Atomic and Molecular Dynamics Probed by Intense Extreme Ultraviolet Attosecond Pulses

This thesis work was aimed to investigate dynamical processes in atoms and molecules on ultrafast time scales initiated by absorption of light in the extreme ultraviolet (XUV) regime. In particular, photoionization and photodissociation have been studied using pump-probe techniques involving ultrafast laser pulses. Such pulses are generated using either high-order harmonic generation (HHG) or free-electron lasers (FELs).

The work of this thesis consists to a large extent in the development and application of a light source, enabling intense XUV attosecond pulses using HHG. In a long focusing geometry, a high-power infrared laser is frequency up-converted so as to generate a comb of high-order harmonics. An important aspect was the study of the spatial and temporal properties of the generated light pulses in order to gain control of their influence on the experiment. Combining theoretical and experimental results, the effect of the dipole phase on properties of high-order harmonics was explored, along with a metrological series of studies on the harmonic wavefront and the properties of the focusing optics used.

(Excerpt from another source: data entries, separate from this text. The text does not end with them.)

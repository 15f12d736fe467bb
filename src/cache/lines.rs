//! Line Reader Module
//!
//! Strict `\n`-terminated line reading for the journal.

use std::io::BufRead;

use crate::error::{CacheError, Result};

// == Line Reader ==
/// Reads `\n`-terminated UTF-8 lines.
///
/// A trailing `\r` is stripped. A final line without its terminator is not
/// returned; it is reported through [`LineReader::has_unterminated_line`]
/// so the caller can decide how to repair the file.
pub(crate) struct LineReader<R> {
    inner: R,
    scratch: Vec<u8>,
    unterminated: bool,
}

impl<R: BufRead> LineReader<R> {
    pub(crate) fn new(inner: R) -> Self {
        Self {
            inner,
            scratch: Vec::with_capacity(80),
            unterminated: false,
        }
    }

    /// Returns the next complete line, or `None` at end of input.
    pub(crate) fn next_line(&mut self) -> Result<Option<String>> {
        if self.unterminated {
            return Ok(None);
        }

        self.scratch.clear();
        let n = self.inner.read_until(b'\n', &mut self.scratch)?;
        if n == 0 {
            return Ok(None);
        }
        if self.scratch.last() != Some(&b'\n') {
            self.unterminated = true;
            return Ok(None);
        }

        self.scratch.pop();
        if self.scratch.last() == Some(&b'\r') {
            self.scratch.pop();
        }
        let line = std::str::from_utf8(&self.scratch)
            .map_err(|_| CacheError::corrupt("journal line is not valid UTF-8"))?;
        Ok(Some(line.to_string()))
    }

    /// Reads a line that must exist, treating end of input as corruption.
    pub(crate) fn expect_line(&mut self, what: &str) -> Result<String> {
        self.next_line()?
            .ok_or_else(|| CacheError::corrupt(format!("journal ended before {}", what)))
    }

    /// True once a partial last line has been seen.
    pub(crate) fn has_unterminated_line(&self) -> bool {
        self.unterminated
    }
}

// == Unit Tests ==
#[cfg(test)]
mod tests {
    use super::*;
    use std::io::Cursor;

    fn reader(data: &[u8]) -> LineReader<Cursor<Vec<u8>>> {
        LineReader::new(Cursor::new(data.to_vec()))
    }

    #[test]
    fn test_reads_terminated_lines() {
        let mut lines = reader(b"one\ntwo\r\n\nthree\n");
        assert_eq!(lines.next_line().unwrap().as_deref(), Some("one"));
        assert_eq!(lines.next_line().unwrap().as_deref(), Some("two"));
        assert_eq!(lines.next_line().unwrap().as_deref(), Some(""));
        assert_eq!(lines.next_line().unwrap().as_deref(), Some("three"));
        assert_eq!(lines.next_line().unwrap(), None);
        assert!(!lines.has_unterminated_line());
    }

    #[test]
    fn test_unterminated_last_line_is_withheld() {
        let mut lines = reader(b"CLEAN a 1\nDIRTY b");
        assert_eq!(lines.next_line().unwrap().as_deref(), Some("CLEAN a 1"));
        assert_eq!(lines.next_line().unwrap(), None);
        assert!(lines.has_unterminated_line());
        assert_eq!(lines.next_line().unwrap(), None);
    }

    #[test]
    fn test_invalid_utf8_is_corrupt() {
        let mut lines = reader(b"\xff\xfe\n");
        assert!(matches!(lines.next_line(), Err(CacheError::Corrupt(_))));
    }

    #[test]
    fn test_expect_line_at_eof_is_corrupt() {
        let mut lines = reader(b"");
        assert!(matches!(lines.expect_line("magic"), Err(CacheError::Corrupt(_))));
    }
}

Further, the HHG light source was employed to investigate photoionization. Individual angular momentum channels involved in the ionization were characterized using two-photon interferometry in combination with angle-resolved photoelectron detection. A method is applied allowing the full determination of channel-resolved amplitudes and phases of the matrix elements describing the single-photon ionization of neon.

Finally, the process of photodissociation was investigated using light pulses generated via both HHG and FELs. The dissociation dynamics induced by multiple ionization of organic molecules were studied. Correlation techniques were used to unravel the underlying fragmentation dynamics, and additionally, pump-probe experiments provided insights into the time scales of the (pre-)dissociation dynamics.